//! Fault catalog: document format, validation and snapshot management.
//!
//! Catalogs are validated in full before they become visible. Entry
//! problems are accumulated with Stillwater's `Validation` so that a
//! rejected upload reports every violation at once.

mod base;
pub mod error;
mod store;

pub use base::{
    machine_display_name, machine_id, CatalogDocument, DocumentEntry, KnowledgeBase,
    CATALOG_VERSION,
};
pub use error::{CatalogViolation, KnowledgeError};
pub use store::{KnowledgeStore, Snapshot, DEFAULT_RETAINED_SNAPSHOTS};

--------------------------------------------------

## Work item
Reproduce each of the entries exactly, omitting none.

## Written answer
//! Fault catalog: document format, validation and snapshot management.
//!
//! Catalogs are validated in full before they become visible. Entry
//! problems are accumulated with Stillwater's `Validation` so that a
//! rejected upload reports every violation at once.

mod base;
pub mod error;
mod store;

pub use base::{
    machine_display_name, machine_id, CatalogDocument, DocumentEntry, KnowledgeBase,
    CATALOG_VERSION,
};
pub use error::{CatalogViolation, KnowledgeError};
pub use store::{KnowledgeStore, Snapshot, DEFAULT_RETAINED_SNAPSHOTS};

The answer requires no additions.